### TASK DETAILS
In the entries below, every line that contains "held" must be located and copied.
+++ PROVIDED MATERIAL +++
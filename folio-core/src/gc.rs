use std::collections::BTreeSet;

use parking_lot::Mutex;
use tracing::trace;

use crate::page::PageRecord;
use crate::{Slot, SLOT_COUNT};

/// Tracks, per slot, which pages hold rendered rasters.
#[derive(Debug, Default)]
pub struct GarbageCollector {
    rendered: Mutex<[BTreeSet<usize>; SLOT_COUNT]>,
}

impl GarbageCollector {
    pub fn new() -> Self {
        Self::default()
    }

    pub fn track(&self, slot: Slot, page: usize) {
        self.rendered.lock()[slot.index()].insert(page);
    }

    pub fn is_tracked(&self, slot: Slot, page: usize) -> bool {
        self.rendered.lock()[slot.index()].contains(&page)
    }

    pub fn tracked(&self, slot: Slot) -> Vec<usize> {
        self.rendered.lock()[slot.index()].iter().copied().collect()
    }

    /// Clear the `slot` rasters of every tracked page outside
    /// `keep_min..=keep_max` and return how many pages were evicted.
    ///
    /// Record locks are taken while the tracking set is held; this is the one
    /// place where two lock domains nest, always in this order.
    pub fn evict(
        &self,
        pages: &[PageRecord],
        slot: Slot,
        keep_min: usize,
        keep_max: usize,
    ) -> usize {
        let mut rendered = self.rendered.lock();
        let set = &mut rendered[slot.index()];
        let mut evicted = 0;
        set.retain(|&page| {
            if page >= keep_min && page <= keep_max {
                return true;
            }
            if let Some(record) = pages.get(page) {
                record.with_content(|content| content.clear_slot(slot));
            }
            trace!(page, ?slot, "evicted page");
            evicted += 1;
            false
        });
        evicted
    }

    pub fn clear(&self) {
        for set in self.rendered.lock().iter_mut() {
            set.clear();
        }
    }
}
use std::io;
use std::sync::atomic::{AtomicBool, AtomicU8, Ordering};
use std::sync::Arc;
use std::thread::{self, JoinHandle};
use std::time::Instant;

use tracing::{debug, trace, warn};

use crate::config::Config;
use crate::queue::{RenderRequest, Wake};
use crate::raster::{self, InversionStyle, Raster};
use crate::store::{Document, Observers, ViewState};

/// Lifecycle of the render thread.
#[derive(Debug, Clone, Copy, PartialEq, Eq)]
#[repr(u8)]
pub enum WorkerState {
    Waiting = 0,
    Dequeueing = 1,
    Decoding = 2,
    Finalizing = 3,
    Stopped = 4,
}

impl WorkerState {
    fn from_u8(value: u8) -> Self {
        match value {
            0 => WorkerState::Waiting,
            1 => WorkerState::Dequeueing,
            2 => WorkerState::Decoding,
            3 => WorkerState::Finalizing,
            _ => WorkerState::Stopped,
        }
    }
}

#[derive(Debug, Clone, Copy)]
struct RenderSettings {
    thumbnail_size: u32,
    smooth_thumbnails: bool,
    inversion: InversionStyle,
}

impl From<&Config> for RenderSettings {
    fn from(config: &Config) -> Self {
        Self {
            thumbnail_size: config.thumbnail_size,
            smooth_thumbnails: config.thumbnail_filter,
            inversion: config.inversion(),
        }
    }
}

/// Handle to the single thread that renders queued requests of one document.
///
/// The document's decoder is only ever driven from this thread.
pub struct RenderWorker {
    stop: Arc<AtomicBool>,
    state: Arc<AtomicU8>,
    document: Arc<Document>,
    handle: Option<JoinHandle<()>>,
}

impl RenderWorker {
    pub(crate) fn spawn(
        document: Arc<Document>,
        view: Arc<ViewState>,
        observers: Arc<Observers>,
        config: &Config,
    ) -> io::Result<Self> {
        let stop = Arc::new(AtomicBool::new(false));
        let state = Arc::new(AtomicU8::new(WorkerState::Waiting as u8));
        let render_loop = RenderLoop {
            document: Arc::clone(&document),
            view,
            observers,
            stop: Arc::clone(&stop),
            state: Arc::clone(&state),
            settings: RenderSettings::from(config),
        };
        let handle = thread::Builder::new()
            .name("folio-render".into())
            .spawn(move || render_loop.run())?;
        Ok(Self {
            stop,
            state,
            document,
            handle: Some(handle),
        })
    }

    pub fn state(&self) -> WorkerState {
        WorkerState::from_u8(self.state.load(Ordering::Acquire))
    }

    /// Ask the thread to stop and wait for it. Any decode in flight runs to
    /// completion first.
    pub fn shutdown(&mut self) {
        let Some(handle) = self.handle.take() else {
            return;
        };
        self.stop.store(true, Ordering::Release);
        self.document.queue.interrupt();
        if handle.join().is_err() {
            warn!("render thread panicked");
        }
        self.state.store(WorkerState::Stopped as u8, Ordering::Release);
    }
}

impl Drop for RenderWorker {
    fn drop(&mut self) {
        self.shutdown();
    }
}

struct RenderLoop {
    document: Arc<Document>,
    view: Arc<ViewState>,
    observers: Arc<Observers>,
    stop: Arc<AtomicBool>,
    state: Arc<AtomicU8>,
    settings: RenderSettings,
}

/// What the worker has to do for a request, decided under the record lock.
enum Plan {
    Decode,
    /// The slot already holds this decode; only the inverted copy is missing.
    Invert(Arc<Raster>),
}

impl RenderLoop {
    fn enter(&self, state: WorkerState) {
        self.state.store(state as u8, Ordering::Release);
    }

    fn run(self) {
        loop {
            self.enter(WorkerState::Waiting);
            let wake = self.document.queue.wait_next();
            self.enter(WorkerState::Dequeueing);
            if self.stop.load(Ordering::Acquire) {
                break;
            }
            match wake {
                Wake::Work(request) => self.render(request),
                Wake::Interrupted => continue,
            }
        }
        self.enter(WorkerState::Stopped);
        debug!("render worker stopped");
    }

    fn render(&self, request: RenderRequest) {
        let RenderRequest { page, slot, width } = request;
        let Some(record) = self.document.pages.get(page) else {
            warn!(page, "render request for a page outside the document");
            return;
        };

        let rotation = self.view.rotation();
        let inverted = self.view.inverted();
        let (plan, wants_inverted, needs_thumbnail) = record.with_content(|content| {
            content.sync_inversion(inverted);
            if content.is_current(slot, width, rotation) {
                return (None, false, false);
            }
            let plan = if content.has_source(slot, width, rotation) {
                content.plain_raster(slot).cloned().map(Plan::Invert)
            } else {
                Some(Plan::Decode)
            };
            (plan, content.is_inverted(), !content.has_thumbnail())
        });
        let Some(plan) = plan else {
            trace!(page, ?slot, width, "request already satisfied");
            return;
        };

        self.enter(WorkerState::Decoding);
        let started = Instant::now();
        let (plain, decoded) = match plan {
            Plan::Invert(plain) => (plain, false),
            Plan::Decode => match self.document.decoder.decode(page, width, rotation) {
                Ok(raster) => (Arc::new(raster), true),
                Err(err) => {
                    warn!(%err, page, ?slot, width, "dropping render request");
                    return;
                }
            },
        };

        self.enter(WorkerState::Finalizing);
        let inverted_copy =
            wants_inverted.then(|| Arc::new(self.settings.inversion.invert(&plain)));
        let thumbnails = needs_thumbnail.then(|| {
            let thumb = raster::thumbnail(
                &plain,
                self.settings.thumbnail_size,
                self.settings.smooth_thumbnails,
                rotation,
            );
            let inverted_thumb = self.settings.inversion.invert(&thumb);
            (thumb, inverted_thumb)
        });

        record.with_content(|content| {
            if decoded {
                content.install(slot, Arc::clone(&plain), inverted_copy, width, rotation);
            } else if let Some(copy) = inverted_copy {
                content.attach_inverted(slot, &plain, copy);
            }
            if let Some((thumb, inverted_thumb)) = thumbnails {
                if !content.has_thumbnail() {
                    content.set_thumbnails(thumb, inverted_thumb);
                }
            }
        });
        debug!(
            page,
            ?slot,
            width,
            rotation = rotation.quarter_turns(),
            decoded,
            elapsed_ms = started.elapsed().as_millis() as u64,
            "rendered page"
        );

        self.extract_metadata(page);
        self.document.gc.track(slot, page);
        self.observers.notify(page);
    }

    /// Fill in links and text once per page. The record lock is not held
    /// while the decoder extracts.
    fn extract_metadata(&self, page: usize) {
        let Some(record) = self.document.pages.get(page) else {
            return;
        };
        let (needs_links, needs_text) =
            record.with_content(|content| (content.links().is_none(), content.text().is_none()));

        if needs_links {
            let links = self.document.decoder.extract_links(page).unwrap_or_else(|err| {
                warn!(%err, page, "failed to extract links");
                Vec::new()
            });
            record.with_content(|content| content.set_links(links));
        }
        if needs_text {
            let text = self
                .document
                .decoder
                .extract_text_regions(page)
                .unwrap_or_else(|err| {
                    warn!(%err, page, "failed to extract text");
                    Vec::new()
                });
            record.with_content(|content| content.set_text(text));
        }
    }
}
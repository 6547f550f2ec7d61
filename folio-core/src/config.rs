use std::fs;
use std::io;
use std::path::{Path, PathBuf};

use directories::ProjectDirs;
use serde::{Deserialize, Serialize};
use thiserror::Error;

use crate::raster::InversionStyle;

#[derive(Debug, Error)]
pub enum ConfigError {
    #[error("failed to read config file {path:?}")]
    Io {
        path: PathBuf,
        #[source]
        source: io::Error,
    },
    #[error("failed to parse config file {path:?}")]
    Parse {
        path: PathBuf,
        #[source]
        source: toml::de::Error,
    },
}

/// Renderer settings, read once when a document's worker starts.
#[derive(Debug, Clone, PartialEq, Serialize, Deserialize)]
#[serde(default)]
pub struct Config {
    /// Use a smoothing filter when downscaling thumbnails.
    pub thumbnail_filter: bool,
    /// Edge length of the square thumbnail in pixels.
    pub thumbnail_size: u32,
    pub inverted_color_contrast: f32,
    pub inverted_color_brightening: f32,
}

impl Default for Config {
    fn default() -> Self {
        let inversion = InversionStyle::default();
        Self {
            thumbnail_filter: true,
            thumbnail_size: 32,
            inverted_color_contrast: inversion.contrast,
            inverted_color_brightening: inversion.brightening,
        }
    }
}

impl Config {
    pub fn from_toml_str(raw: &str) -> Result<Self, toml::de::Error> {
        let config: Config = toml::from_str(raw)?;
        Ok(config.normalized())
    }

    pub fn load(path: &Path) -> Result<Self, ConfigError> {
        let raw = fs::read_to_string(path).map_err(|source| ConfigError::Io {
            path: path.to_path_buf(),
            source,
        })?;
        Self::from_toml_str(&raw).map_err(|source| ConfigError::Parse {
            path: path.to_path_buf(),
            source,
        })
    }

    /// Like [`load`](Self::load), but a missing file yields the defaults.
    pub fn load_or_default(path: &Path) -> Result<Self, ConfigError> {
        if !path.exists() {
            return Ok(Self::default());
        }
        Self::load(path)
    }

    /// `config.toml` in the platform config directory.
    pub fn default_path() -> Option<PathBuf> {
        ProjectDirs::from("net", "folio", "folio")
            .map(|dirs| dirs.config_dir().join("config.toml"))
    }

    pub fn inversion(&self) -> InversionStyle {
        InversionStyle {
            contrast: self.inverted_color_contrast,
            brightening: self.inverted_color_brightening,
        }
    }

    fn normalized(mut self) -> Self {
        self.thumbnail_size = self.thumbnail_size.max(1);
        self.inverted_color_contrast = clamp_unit(self.inverted_color_contrast, 0.5);
        self.inverted_color_brightening = clamp_unit(self.inverted_color_brightening, 0.15);
        self
    }
}

fn clamp_unit(value: f32, fallback: f32) -> f32 {
    if value.is_finite() {
        value.clamp(0.0, 1.0)
    } else {
        fallback
    }
}

#[cfg(test)]
mod tests {
    use super::*;
    use tempfile::tempdir;

    #[test]
    fn partial_config_keeps_defaults() {
        let config = Config::from_toml_str("thumbnail_size = 48\n").unwrap();
        assert_eq!(config.thumbnail_size, 48);
        assert!(config.thumbnail_filter);
        assert_eq!(config.inversion(), InversionStyle::default());
    }

    #[test]
    fn out_of_range_values_are_clamped() {
        let config = Config::from_toml_str(
            "thumbnail_size = 0\ninverted_color_contrast = 3.0\ninverted_color_brightening = -1.0\n",
        )
        .unwrap();
        assert_eq!(config.thumbnail_size, 1);
        assert_eq!(config.inverted_color_contrast, 1.0);
        assert_eq!(config.inverted_color_brightening, 0.0);
    }

    #[test]
    fn load_reads_file_and_missing_file_falls_back() {
        let dir = tempdir().unwrap();
        let path = dir.path().join("config.toml");
        assert_eq!(Config::load_or_default(&path).unwrap(), Config::default());
        assert!(matches!(Config::load(&path), Err(ConfigError::Io { .. })));

        std::fs::write(&path, "thumbnail_filter = false\n").unwrap();
        let config = Config::load_or_default(&path).unwrap();
        assert!(!config.thumbnail_filter);
        assert_eq!(config.thumbnail_size, 32);
    }

    #[test]
    fn malformed_file_reports_parse_error() {
        let dir = tempdir().unwrap();
        let path = dir.path().join("config.toml");
        std::fs::write(&path, "thumbnail_size = \"big\"\n").unwrap();
        assert!(matches!(Config::load(&path), Err(ConfigError::Parse { .. })));
    }
}
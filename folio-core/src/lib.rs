//! Page cache and background renderer for paginated documents.
//!
//! [`PageStore`] owns an open document, hands out whatever raster content is
//! cached for a page and schedules the rest on a single [`RenderWorker`]
//! thread. Rendering itself is delegated to a [`PageDecoder`].

mod config;
mod decoder;
mod error;
mod gc;
mod jump;
mod page;
mod queue;
mod raster;
mod store;
mod worker;

#[cfg(test)]
pub(crate) mod test_support;

use serde::{Deserialize, Serialize};

pub use config::{Config, ConfigError};
pub use decoder::{
    Destination, DocumentOpener, LinkAction, LinkTarget, NormalizedRect, OutlineItem,
    PageDecoder, TextRegion,
};
pub use error::{DecodeError, InvalidPageIndex, OpenError};
pub use gc::GarbageCollector;
pub use jump::JumpHistory;
pub use page::{PageRecord, PageView, ViewSource};
pub use queue::{RenderRequest, Request, RequestQueue, Wake};
pub use raster::{InversionStyle, Raster};
pub use store::{PageReady, PageStore};
pub use worker::{RenderWorker, WorkerState};

/// Number of independent cache compartments per page.
pub const SLOT_COUNT: usize = 3;

/// One of the three per-page cache compartments.
///
/// Each slot can hold a rendering of the same page at a different width or
/// rotation, e.g. the main view and a presenter view.
#[derive(Debug, Clone, Copy, PartialEq, Eq, Hash, PartialOrd, Ord, Serialize, Deserialize)]
pub enum Slot {
    Primary,
    Secondary,
    Tertiary,
}

impl Slot {
    pub const ALL: [Slot; SLOT_COUNT] = [Slot::Primary, Slot::Secondary, Slot::Tertiary];

    pub fn index(self) -> usize {
        match self {
            Slot::Primary => 0,
            Slot::Secondary => 1,
            Slot::Tertiary => 2,
        }
    }

    pub fn from_index(index: usize) -> Option<Self> {
        Self::ALL.get(index).copied()
    }

    /// Slots in the order a cache lookup for `self` falls back through.
    pub(crate) fn fallback_order(self) -> [Slot; SLOT_COUNT] {
        let i = self.index();
        [
            self,
            Self::ALL[(i + 2) % SLOT_COUNT],
            Self::ALL[(i + 1) % SLOT_COUNT],
        ]
    }
}

/// Clockwise page rotation in quarter turns, always in `0..4`.
#[derive(Debug, Clone, Copy, PartialEq, Eq, Hash, Default, Serialize, Deserialize)]
pub struct Rotation(u8);

impl Rotation {
    pub const NONE: Rotation = Rotation(0);

    pub fn from_quarter_turns(turns: i32) -> Self {
        Self(turns.rem_euclid(4) as u8)
    }

    pub fn quarter_turns(self) -> u8 {
        self.0
    }

    pub fn degrees(self) -> u16 {
        u16::from(self.0) * 90
    }

    /// Whether width and height trade places under this rotation.
    pub fn is_sideways(self) -> bool {
        self.0 % 2 == 1
    }

    pub fn rotated_by(self, delta: i32) -> Self {
        Self::from_quarter_turns(i32::from(self.0) + delta.rem_euclid(4))
    }
}

#[cfg(test)]
mod tests {
    use super::*;

    #[test]
    fn rotation_normalizes_negative_and_large_values() {
        assert_eq!(Rotation::from_quarter_turns(-1).quarter_turns(), 3);
        assert_eq!(Rotation::from_quarter_turns(9).quarter_turns(), 1);
        assert_eq!(Rotation::from_quarter_turns(-8), Rotation::NONE);
        assert_eq!(Rotation::from_quarter_turns(3).rotated_by(2).quarter_turns(), 1);
        assert_eq!(Rotation::NONE.rotated_by(-5).quarter_turns(), 3);
        assert_eq!(Rotation::from_quarter_turns(3).degrees(), 270);
    }

    #[test]
    fn slot_fallback_prefers_requested_slot_first() {
        assert_eq!(
            Slot::Primary.fallback_order(),
            [Slot::Primary, Slot::Tertiary, Slot::Secondary]
        );
        assert_eq!(
            Slot::Secondary.fallback_order(),
            [Slot::Secondary, Slot::Primary, Slot::Tertiary]
        );
        assert_eq!(Slot::from_index(3), None);
        assert_eq!(Slot::from_index(2), Some(Slot::Tertiary));
    }
}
+++
### RESULT OF THE EXERCISE
    /// Record locks are taken while the tracking set is held; this is the one
    /// Fill in links and text once per page. The record lock is not held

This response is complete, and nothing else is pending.